When the American colonists realized that they needed help to win the Revolution, it was decided that Ben Franklin would travel to France to ask King Louis XVI and Queen Marie Antoinette for help. Franklin was quite famous for his electrical experiment with the kite in the lightning storm.

When Franklin arrived, a new sensation was sweeping through Europe. Dr. Mesmer was using a force he called animal magnetism to heal people and King Louis as Ben to investigate. Mesmer’s assistant agreed to meet with Ben to show him how it worked. Ben used the scientific method and hypothesized that what the patients felt was caused by their own minds, not an invisible force.

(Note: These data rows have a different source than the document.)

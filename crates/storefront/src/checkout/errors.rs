//! Checkout errors.

use thiserror::Error;

use crate::{
    formatter::{BillingField, ValidationError, join_fields},
    gateway::GatewayError,
};

/// Why a submission was refused without being sent.
#[derive(Debug, Clone, Copy, PartialEq, Eq, Error)]
pub enum ConflictReason {
    /// Another submission has not resolved yet.
    #[error("a submission is already in flight")]
    InFlight,

    /// The order was already placed.
    #[error("the order has already been completed")]
    Completed,
}

/// Errors returned by [`CheckoutController::submit`](super::CheckoutController::submit).
#[derive(Debug, Error)]
pub enum CheckoutError {
    /// The form was incomplete; nothing was sent.
    #[error("invalid checkout details")]
    Validation(#[from] ValidationError),

    /// The backend could not be reached or refused the order.
    #[error("checkout request failed")]
    Gateway(#[from] GatewayError),

    /// The submission was refused as a no-op.
    #[error("checkout rejected: {0}")]
    Conflict(ConflictReason),
}

/// Error shown to the shopper, kept in [`UiState`](super::UiState).
#[derive(Debug, Clone, PartialEq, Eq, Error)]
pub enum ErrorKind {
    /// Transport failure, timeout or unexpected HTTP status.
    #[error("network error: {0}")]
    Network(String),

    /// The backend rejected the request.
    #[error("{0}")]
    Backend(String),

    /// Required form fields are missing.
    #[error("missing required billing fields: {}", join_fields(.0))]
    Validation(Vec<BillingField>),

    /// A submission was refused as a no-op.
    #[error("{0}")]
    Conflict(ConflictReason),
}

impl From<&GatewayError> for ErrorKind {
    fn from(error: &GatewayError) -> Self {
        match error {
            GatewayError::Timeout { .. }
            | GatewayError::Network(_)
            | GatewayError::Status { .. } => Self::Network(error.to_string()),
            GatewayError::Backend(messages) => Self::Backend(messages.join("; ")),
            GatewayError::InvalidResponse(message) => Self::Backend(message.clone()),
        }
    }
}

impl From<&CheckoutError> for ErrorKind {
    fn from(error: &CheckoutError) -> Self {
        match error {
            CheckoutError::Validation(error) => Self::Validation(error.missing().to_vec()),
            CheckoutError::Gateway(error) => Self::from(error),
            CheckoutError::Conflict(reason) => Self::Conflict(*reason),
        }
    }
}
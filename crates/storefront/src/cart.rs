//! Cart

use std::num::NonZeroU32;

use rust_decimal::Decimal;
use tracing::warn;

use crate::ids::{ProductId, VariationId};

/// A single line in the cart, as last reported by the backend.
#[derive(Debug, Clone, PartialEq, Eq)]
pub struct CartItem {
    key: String,
    product_id: ProductId,
    variation_id: Option<VariationId>,
    name: String,
    quantity: NonZeroU32,
    unit_price: Decimal,
    line_total: Decimal,
}

impl CartItem {
    /// Creates a cart line from the backend's line total.
    ///
    /// The unit price is derived from the total, which stays authoritative.
    pub fn new(
        key: impl Into<String>,
        product_id: ProductId,
        variation_id: Option<VariationId>,
        name: impl Into<String>,
        quantity: NonZeroU32,
        line_total: Decimal,
    ) -> Self {
        Self {
            key: key.into(),
            product_id,
            variation_id,
            name: name.into(),
            quantity,
            unit_price: line_total / Decimal::from(quantity.get()),
            line_total,
        }
    }

    /// Backend cart line key, used for quantity updates.
    pub fn key(&self) -> &str {
        &self.key
    }

    /// Product id
    pub fn product_id(&self) -> ProductId {
        self.product_id
    }

    /// Variation id, for variable products.
    pub fn variation_id(&self) -> Option<VariationId> {
        self.variation_id
    }

    /// Product name
    pub fn name(&self) -> &str {
        &self.name
    }

    /// Quantity, always at least one.
    pub fn quantity(&self) -> u32 {
        self.quantity.get()
    }

    /// Price of a single unit.
    pub fn unit_price(&self) -> Decimal {
        self.unit_price
    }

    /// Price of the whole line.
    pub fn line_total(&self) -> Decimal {
        self.line_total
    }
}

/// Normalized cart contents.
#[derive(Debug, Clone, PartialEq, Eq)]
pub struct Cart {
    items: Vec<CartItem>,
    total_quantity: u32,
    subtotal: Decimal,
    total: Decimal,
}

impl Cart {
    /// Builds a cart from its lines.
    ///
    /// Missing server totals fall back to the sum of line totals (subtotal) and
    /// to the subtotal (total). Sums saturate instead of overflowing.
    pub fn new(items: Vec<CartItem>, subtotal: Option<Decimal>, total: Option<Decimal>) -> Self {
        let total_quantity = items
            .iter()
            .fold(0_u32, |sum, item| sum.saturating_add(item.quantity()));

        let subtotal = subtotal.unwrap_or_else(|| line_sum(&items));

        Self {
            items,
            total_quantity,
            subtotal,
            total: total.unwrap_or(subtotal),
        }
    }

    /// Cart lines in backend order.
    pub fn items(&self) -> &[CartItem] {
        &self.items
    }

    /// Sum of all line quantities.
    pub fn total_quantity(&self) -> u32 {
        self.total_quantity
    }

    /// Subtotal before shipping, fees and discounts.
    pub fn subtotal(&self) -> Decimal {
        self.subtotal
    }

    /// Grand total
    pub fn total(&self) -> Decimal {
        self.total
    }

    /// Returns the first line for the given product, if any.
    pub fn find_product(&self, product_id: ProductId) -> Option<&CartItem> {
        self.items
            .iter()
            .find(|item| item.product_id == product_id)
    }

    /// Number of distinct lines.
    pub fn len(&self) -> usize {
        self.items.len()
    }

    /// Check if the cart has no lines.
    pub fn is_empty(&self) -> bool {
        self.items.is_empty()
    }
}

fn line_sum(items: &[CartItem]) -> Decimal {
    items
        .iter()
        .try_fold(Decimal::ZERO, |sum, item| sum.checked_add(item.line_total()))
        .unwrap_or_else(|| {
            warn!("cart line totals overflow, capping subtotal");

            Decimal::MAX
        })
}

#[cfg(test)]
mod tests {
    use super::*;

    fn item(product: i64, quantity: u32, line_total: i64) -> CartItem {
        CartItem::new(
            format!("key-{product}"),
            ProductId::from_raw(product),
            None,
            format!("Product {product}"),
            NonZeroU32::new(quantity).unwrap_or(NonZeroU32::MIN),
            Decimal::from(line_total),
        )
    }

    #[test]
    fn unit_price_is_derived_from_line_total() {
        let item = item(1, 2, 200);

        assert_eq!(item.unit_price(), Decimal::from(100));
        assert_eq!(item.line_total(), Decimal::from(200));
    }

    #[test]
    fn totals_fall_back_to_line_sums() {
        let cart = Cart::new(vec![item(1, 2, 200), item(2, 1, 50)], None, None);

        assert_eq!(cart.total_quantity(), 3);
        assert_eq!(cart.subtotal(), Decimal::from(250));
        assert_eq!(cart.total(), Decimal::from(250));
    }

    #[test]
    fn server_totals_win_over_line_sums() {
        let cart = Cart::new(
            vec![item(1, 1, 100)],
            Some(Decimal::from(90)),
            Some(Decimal::from(120)),
        );

        assert_eq!(cart.subtotal(), Decimal::from(90));
        assert_eq!(cart.total(), Decimal::from(120));
    }

    #[test]
    fn oversized_sums_saturate() {
        let huge = CartItem::new(
            "key-huge",
            ProductId::from_raw(1),
            None,
            "Huge",
            NonZeroU32::MAX,
            Decimal::MAX,
        );

        let cart = Cart::new(vec![huge, item(2, 1, 1)], None, None);

        assert_eq!(cart.total_quantity(), u32::MAX);
        assert_eq!(cart.subtotal(), Decimal::MAX);
        assert_eq!(cart.total(), Decimal::MAX);
    }

    #[test]
    fn find_product() {
        let cart = Cart::new(vec![item(1, 1, 100), item(42, 1, 10)], None, None);

        assert_eq!(
            cart.find_product(ProductId::from_raw(42)).map(CartItem::key),
            Some("key-42")
        );
        assert!(cart.find_product(ProductId::from_raw(7)).is_none());
        assert_eq!(cart.len(), 2);
        assert!(!cart.is_empty());
    }
}
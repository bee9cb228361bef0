use clap::{Parser, Subcommand};

use crate::config::logging::LoggingConfig;

mod cart;
mod catalog;
mod checkout;

#[derive(Debug, Parser)]
#[command(name = "storefront", about = "Storefront cart and checkout client", long_about = None)]
pub(crate) struct Cli {
    #[command(flatten)]
    pub(crate) logging: LoggingConfig,

    #[command(subcommand)]
    command: Commands,
}

#[derive(Debug, Subcommand)]
enum Commands {
    /// Show the session cart
    Cart(cart::ShowCartArgs),

    /// Add a product to the cart
    Add(cart::AddItemArgs),

    /// Set the quantity of a cart line (0 removes it)
    Update(cart::UpdateItemArgs),

    /// Place an order from the session cart
    Checkout(checkout::CheckoutArgs),

    /// Filter and sort a product listing file
    Filter(catalog::FilterArgs),
}

impl Cli {
    pub(crate) async fn run(self) -> Result<(), String> {
        match self.command {
            Commands::Cart(args) => cart::show(args).await,
            Commands::Add(args) => cart::add(args).await,
            Commands::Update(args) => cart::update(args).await,
            Commands::Checkout(args) => checkout::run(args).await,
            Commands::Filter(args) => catalog::run(args).await,
        }
    }
}
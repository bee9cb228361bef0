use std::path::{Path, PathBuf};

use clap::{Args, ValueEnum};
use rust_decimal::Decimal;
use serde::Deserialize;
use storefront::catalog::{
    CatalogProduct, MAX_PRICE, MIN_PRICE, ProductFilters, ProductTypeFilter, SortOrder,
    available_colors, available_sizes,
};
use tokio::fs;

#[derive(Debug, Args)]
pub(crate) struct FilterArgs {
    /// YAML or JSON listing with `productTypes` and `products`
    #[arg(long)]
    products: PathBuf,

    /// Size to include; repeatable
    #[arg(long = "size")]
    sizes: Vec<String>,

    /// Colour slug to include; repeatable
    #[arg(long = "color")]
    colors: Vec<String>,

    /// Product type id to include; repeatable
    #[arg(long = "product-type")]
    product_types: Vec<String>,

    /// Lowest price
    #[arg(long, default_value_t = MIN_PRICE)]
    min_price: Decimal,

    /// Highest price
    #[arg(long, default_value_t = MAX_PRICE)]
    max_price: Decimal,

    /// Listing order
    #[arg(long, value_enum, default_value_t = Sort::Popular)]
    sort: Sort,
}

#[derive(Clone, Copy, Debug, ValueEnum)]
enum Sort {
    Popular,
    PriceAscending,
    PriceDescending,
    Newest,
}

impl From<Sort> for SortOrder {
    fn from(sort: Sort) -> Self {
        match sort {
            Sort::Popular => Self::Popular,
            Sort::PriceAscending => Self::PriceAscending,
            Sort::PriceDescending => Self::PriceDescending,
            Sort::Newest => Self::Newest,
        }
    }
}

#[derive(Debug, Deserialize)]
#[serde(rename_all = "camelCase")]
struct Listing {
    #[serde(default)]
    product_types: Vec<ProductTypeFilter>,
    products: Vec<CatalogProduct>,
}

pub(crate) async fn run(args: FilterArgs) -> Result<(), String> {
    let listing = read_listing(&args.products).await?;

    println!("{}", render(&listing, &args)?);

    Ok(())
}

async fn read_listing(path: &Path) -> Result<Listing, String> {
    let contents = fs::read_to_string(path)
        .await
        .map_err(|error| format!("failed to read listing {}: {error}", path.display()))?;

    serde_norway::from_str(&contents)
        .map_err(|error| format!("invalid listing {}: {error}", path.display()))
}

fn build_filters(listing: &Listing, args: &FilterArgs) -> Result<ProductFilters, String> {
    let mut filters = ProductFilters::new(listing.product_types.clone());

    for id in &args.product_types {
        if !filters.check_product_type(id) {
            return Err(format!("unknown product type: {id}"));
        }
    }

    for size in &args.sizes {
        filters.select_size(size);
    }

    for color in &args.colors {
        filters.select_color(color);
    }

    filters.set_price_range(args.min_price, args.max_price);
    filters.set_sort(args.sort.into());

    Ok(filters)
}

fn render(listing: &Listing, args: &FilterArgs) -> Result<String, String> {
    let filters = build_filters(listing, args)?;
    let matching = filters.apply(&listing.products);

    let colors: Vec<String> = available_colors(&listing.products)
        .into_iter()
        .map(|color| color.slug)
        .collect();

    let mut lines = vec![
        format!("sizes: {}", available_sizes(&listing.products).join(", ")),
        format!("colors: {}", colors.join(", ")),
    ];

    lines.extend(
        matching
            .iter()
            .map(|product| format!("{}  {}  {}", product.id, product.name, product.price)),
    );
    lines.push(format!("{} of {} products", matching.len(), listing.products.len()));

    Ok(lines.join("\n"))
}

#[cfg(test)]
mod tests {
    use clap::Parser;
    use testresult::{TestError, TestResult};

    use super::*;

    #[derive(Debug, Parser)]
    struct Harness {
        #[command(flatten)]
        args: FilterArgs,
    }

    const LISTING: &str = r"
productTypes:
  - id: shirts
    name: Shirts
  - id: shoes
    name: Shoes
products:
  - id: 1
    name: Oxford Shirt
    price: '300.00'
    productTypeIds: [shirts]
    sizes: [M, L]
    colors:
      - { name: Blue, slug: blue }
  - id: 2
    name: Runner
    price: 100
    productTypeIds: [shoes]
    sizes: ['42']
    colors:
      - { name: Red, slug: red }
  - id: 3
    name: Linen Shirt
    price: 200
    productTypeIds: [shirts]
    sizes: [L]
    colors:
      - { name: Red, slug: red }
";

    fn args(flags: &[&str]) -> Result<FilterArgs, clap::Error> {
        let argv = ["filter", "--products", "listing.yml"]
            .into_iter()
            .chain(flags.iter().copied());

        Harness::try_parse_from(argv).map(|harness| harness.args)
    }

    #[test]
    fn filters_and_sorts_listing() -> TestResult {
        let listing: Listing = serde_norway::from_str(LISTING)?;

        let output = render(
            &listing,
            &args(&["--product-type", "shirts", "--size", "L", "--sort", "price-ascending"])?,
        )
        .map_err(TestError::from)?;

        assert_eq!(
            output,
            "sizes: 42, L, M\n\
             colors: blue, red\n\
             3  Linen Shirt  200\n\
             1  Oxford Shirt  300.00\n\
             2 of 3 products"
        );

        Ok(())
    }

    #[test]
    fn unknown_product_type_is_an_error() -> TestResult {
        let listing: Listing = serde_norway::from_str(LISTING)?;

        let result = render(&listing, &args(&["--product-type", "hats"])?);

        assert_eq!(result, Err("unknown product type: hats".to_string()));

        Ok(())
    }

    #[test]
    fn repeated_flags_keep_selection() -> TestResult {
        let listing: Listing = serde_norway::from_str(LISTING)?;

        let output = render(
            &listing,
            &args(&[
                "--product-type",
                "shirts",
                "--product-type",
                "shirts",
                "--size",
                "L",
                "--size",
                "L",
                "--color",
                "red",
                "--color",
                "red",
            ])?,
        )
        .map_err(TestError::from)?;

        assert_eq!(
            output,
            "sizes: 42, L, M\n\
             colors: blue, red\n\
             3  Linen Shirt  200\n\
             1 of 3 products"
        );

        Ok(())
    }
}
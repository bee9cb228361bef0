//! Storefront CLI

use std::process;

use clap::Parser;

mod backend;
mod cli;
mod config;
mod logging;
mod session;

#[tokio::main]
pub async fn main() {
    let _env = dotenvy::dotenv();

    let cli = cli::Cli::parse();

    if let Err(error) = logging::init_subscriber(&cli.logging) {
        eprintln!("failed to initialise logging: {error}");
        process::exit(1);
    }

    if let Err(error) = cli.run().await {
        eprintln!("{error}");
        process::exit(1);
    }
}
//! Product Filters

use std::{
    cmp::Reverse,
    collections::{BTreeSet, HashSet},
};

use rust_decimal::Decimal;

use super::{CatalogProduct, ProductColor, ProductTypeFilter, SortOrder};

/// Lowest selectable price.
pub const MIN_PRICE: Decimal = Decimal::ZERO;

/// Highest selectable price.
pub const MAX_PRICE: Decimal = Decimal::ONE_THOUSAND;

/// Filter panel state for a product listing.
///
/// Selected sizes and colour slugs are kept sorted and unique, so toggling the
/// same value twice restores the previous state.
#[derive(Debug, Clone, PartialEq, Eq)]
pub struct ProductFilters {
    sizes: BTreeSet<String>,
    colors: BTreeSet<String>,
    price_range: (Decimal, Decimal),
    product_types: Vec<ProductTypeFilter>,
    sort: SortOrder,
}

impl ProductFilters {
    /// Creates filters over the given product types, all unchecked.
    pub fn new(product_types: Vec<ProductTypeFilter>) -> Self {
        let mut filters = Self {
            sizes: BTreeSet::new(),
            colors: BTreeSet::new(),
            price_range: (MIN_PRICE, MAX_PRICE),
            product_types,
            sort: SortOrder::default(),
        };

        filters.reset();

        filters
    }

    /// Selected sizes
    pub fn sizes(&self) -> impl Iterator<Item = &str> {
        self.sizes.iter().map(String::as_str)
    }

    /// Selected colour slugs
    pub fn colors(&self) -> impl Iterator<Item = &str> {
        self.colors.iter().map(String::as_str)
    }

    /// Inclusive price range
    pub fn price_range(&self) -> (Decimal, Decimal) {
        self.price_range
    }

    /// Product type checkboxes
    pub fn product_types(&self) -> &[ProductTypeFilter] {
        &self.product_types
    }

    /// Listing order
    pub fn sort(&self) -> SortOrder {
        self.sort
    }

    /// Selects the size, or deselects it if already selected.
    pub fn toggle_size(&mut self, size: &str) {
        toggle(&mut self.sizes, size);
    }

    /// Selects the colour, or deselects it if already selected.
    pub fn toggle_color(&mut self, slug: &str) {
        toggle(&mut self.colors, slug);
    }

    /// Selects the size; selecting it again keeps it selected.
    pub fn select_size(&mut self, size: &str) {
        self.sizes.insert(size.to_string());
    }

    /// Selects the colour; selecting it again keeps it selected.
    pub fn select_color(&mut self, slug: &str) {
        self.colors.insert(slug.to_string());
    }

    /// Flips a product type checkbox. Returns `false` for an unknown id.
    pub fn toggle_product_type(&mut self, id: &str) -> bool {
        let Some(kind) = self.product_type_mut(id) else {
            return false;
        };

        kind.checked = !kind.checked;

        true
    }

    /// Checks a product type checkbox. Returns `false` for an unknown id.
    pub fn check_product_type(&mut self, id: &str) -> bool {
        let Some(kind) = self.product_type_mut(id) else {
            return false;
        };

        kind.checked = true;

        true
    }

    fn product_type_mut(&mut self, id: &str) -> Option<&mut ProductTypeFilter> {
        self.product_types.iter_mut().find(|kind| kind.id == id)
    }

    /// Sets the price range, clamped to [`MIN_PRICE`]..=[`MAX_PRICE`].
    ///
    /// Bounds given in the wrong order are swapped.
    pub fn set_price_range(&mut self, min: Decimal, max: Decimal) {
        let min = min.clamp(MIN_PRICE, MAX_PRICE);
        let max = max.clamp(MIN_PRICE, MAX_PRICE);

        self.price_range = if min <= max { (min, max) } else { (max, min) };
    }

    /// Sets the listing order.
    pub fn set_sort(&mut self, sort: SortOrder) {
        self.sort = sort;
    }

    /// Clears every selection and restores the full price range.
    pub fn reset(&mut self) {
        self.sizes.clear();
        self.colors.clear();
        self.price_range = (MIN_PRICE, MAX_PRICE);
        self.sort = SortOrder::default();

        for kind in &mut self.product_types {
            kind.checked = false;
        }
    }

    /// Whether the product passes every active filter.
    pub fn matches(&self, product: &CatalogProduct) -> bool {
        let (min, max) = self.price_range;

        let mut checked = self
            .product_types
            .iter()
            .filter(|kind| kind.checked)
            .peekable();

        let type_matches = checked.peek().is_none()
            || checked.any(|kind| product.product_type_ids.contains(&kind.id));

        let size_matches = self.sizes.is_empty()
            || product.sizes.iter().any(|size| self.sizes.contains(size));

        let color_matches = self.colors.is_empty()
            || product
                .colors
                .iter()
                .any(|color| self.colors.contains(&color.slug));

        type_matches && size_matches && color_matches && (min..=max).contains(&product.price)
    }

    /// Returns the matching products in listing order.
    pub fn apply<'a>(&self, products: &'a [CatalogProduct]) -> Vec<&'a CatalogProduct> {
        let mut matching: Vec<&CatalogProduct> = products
            .iter()
            .filter(|product| self.matches(product))
            .collect();

        // Stable sorts keep backend order among equal keys.
        match self.sort {
            SortOrder::Popular => {}
            SortOrder::PriceAscending => matching.sort_by_key(|product| product.price),
            SortOrder::PriceDescending => {
                matching.sort_by_key(|product| Reverse(product.price));
            }
            SortOrder::Newest => matching.sort_by_key(|product| Reverse(product.id)),
        }

        matching
    }
}

/// Every size offered by the products, sorted and unique.
pub fn available_sizes(products: &[CatalogProduct]) -> Vec<String> {
    products
        .iter()
        .flat_map(|product| product.sizes.iter().cloned())
        .collect::<BTreeSet<_>>()
        .into_iter()
        .collect()
}

/// Every colour offered by the products, unique by slug and sorted by name.
///
/// The first occurrence of a slug wins.
pub fn available_colors(products: &[CatalogProduct]) -> Vec<ProductColor> {
    let mut seen = HashSet::new();

    let mut colors: Vec<ProductColor> = products
        .iter()
        .flat_map(|product| product.colors.iter())
        .filter(|color| seen.insert(color.slug.as_str()))
        .cloned()
        .collect();

    colors.sort_by(|left, right| left.name.cmp(&right.name));

    colors
}

fn toggle(selected: &mut BTreeSet<String>, value: &str) {
    if !selected.remove(value) {
        selected.insert(value.to_string());
    }
}
//! Logging Config

use clap::Args;

/// Log output format.
#[derive(Clone, Copy, Debug, PartialEq, Eq, clap::ValueEnum)]
pub enum LogFormat {
    /// Compact, human-readable logs.
    Compact,

    /// Structured JSON logs.
    Json,
}

/// Logging settings.
#[derive(Debug, Args)]
pub struct LoggingConfig {
    /// Log level (trace, debug, info, warn, error)
    #[arg(long, env = "RUST_LOG", default_value = "info", global = true)]
    pub log_level: String,

    /// Log format (compact, json)
    #[arg(
        long,
        env = "LOG_FORMAT",
        value_enum,
        default_value_t = LogFormat::Compact,
        global = true
    )]
    pub log_format: LogFormat,
}
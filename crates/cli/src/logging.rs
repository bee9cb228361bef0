//! Logging subscriber initialisation.

use tracing_subscriber::{
    EnvFilter, Registry,
    layer::{Layer, SubscriberExt},
    util::{SubscriberInitExt, TryInitError},
};

use crate::config::logging::{LogFormat, LoggingConfig};

/// Installs the global subscriber. Logs go to stderr; stdout carries command output.
pub(crate) fn init_subscriber(config: &LoggingConfig) -> Result<(), TryInitError> {
    match config.log_format {
        LogFormat::Compact => init_with_layer(
            config,
            tracing_subscriber::fmt::layer()
                .compact()
                .with_writer(std::io::stderr)
                .with_target(true),
        ),
        LogFormat::Json => init_with_layer(
            config,
            tracing_subscriber::fmt::layer()
                .json()
                .with_writer(std::io::stderr)
                .with_current_span(true)
                .with_target(true),
        ),
    }
}

fn build_env_filter(config: &LoggingConfig) -> EnvFilter {
    EnvFilter::try_from_default_env().unwrap_or_else(|_| {
        EnvFilter::new(format!(
            "{},hyper=warn,hyper_util=warn,reqwest=warn,rustls=warn",
            config.log_level
        ))
    })
}

fn init_with_layer<L>(config: &LoggingConfig, fmt_layer: L) -> Result<(), TryInitError>
where
    L: Layer<Registry> + Send + Sync + 'static,
{
    tracing_subscriber::registry()
        .with(fmt_layer)
        .with(build_env_filter(config))
        .try_init()
}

Ben and a team of scientists blindfolded patients of Dr. Mesmer to see if his hypothesis was correct. He found that if patients believed something would happen, something did — even without the force (animal magnetism). If the patient did not expect anything to happen, nothing did — even with the force.

Ben had proven Mesmer was a fraud, though Mesmer should get credit for discovering the placebo effect. 

I especially liked the way that Rockliff pointed out each step in the scientific method. She reinforced the logical way that Ben Franklin was able to make such big changes in our world. Bruno’s artwork is lovely. I really like how he drew Marie Antoinette.

I think this is a story about Franklin that should get as much coverage as the kite experiment. He really contributed a lot to the world of science.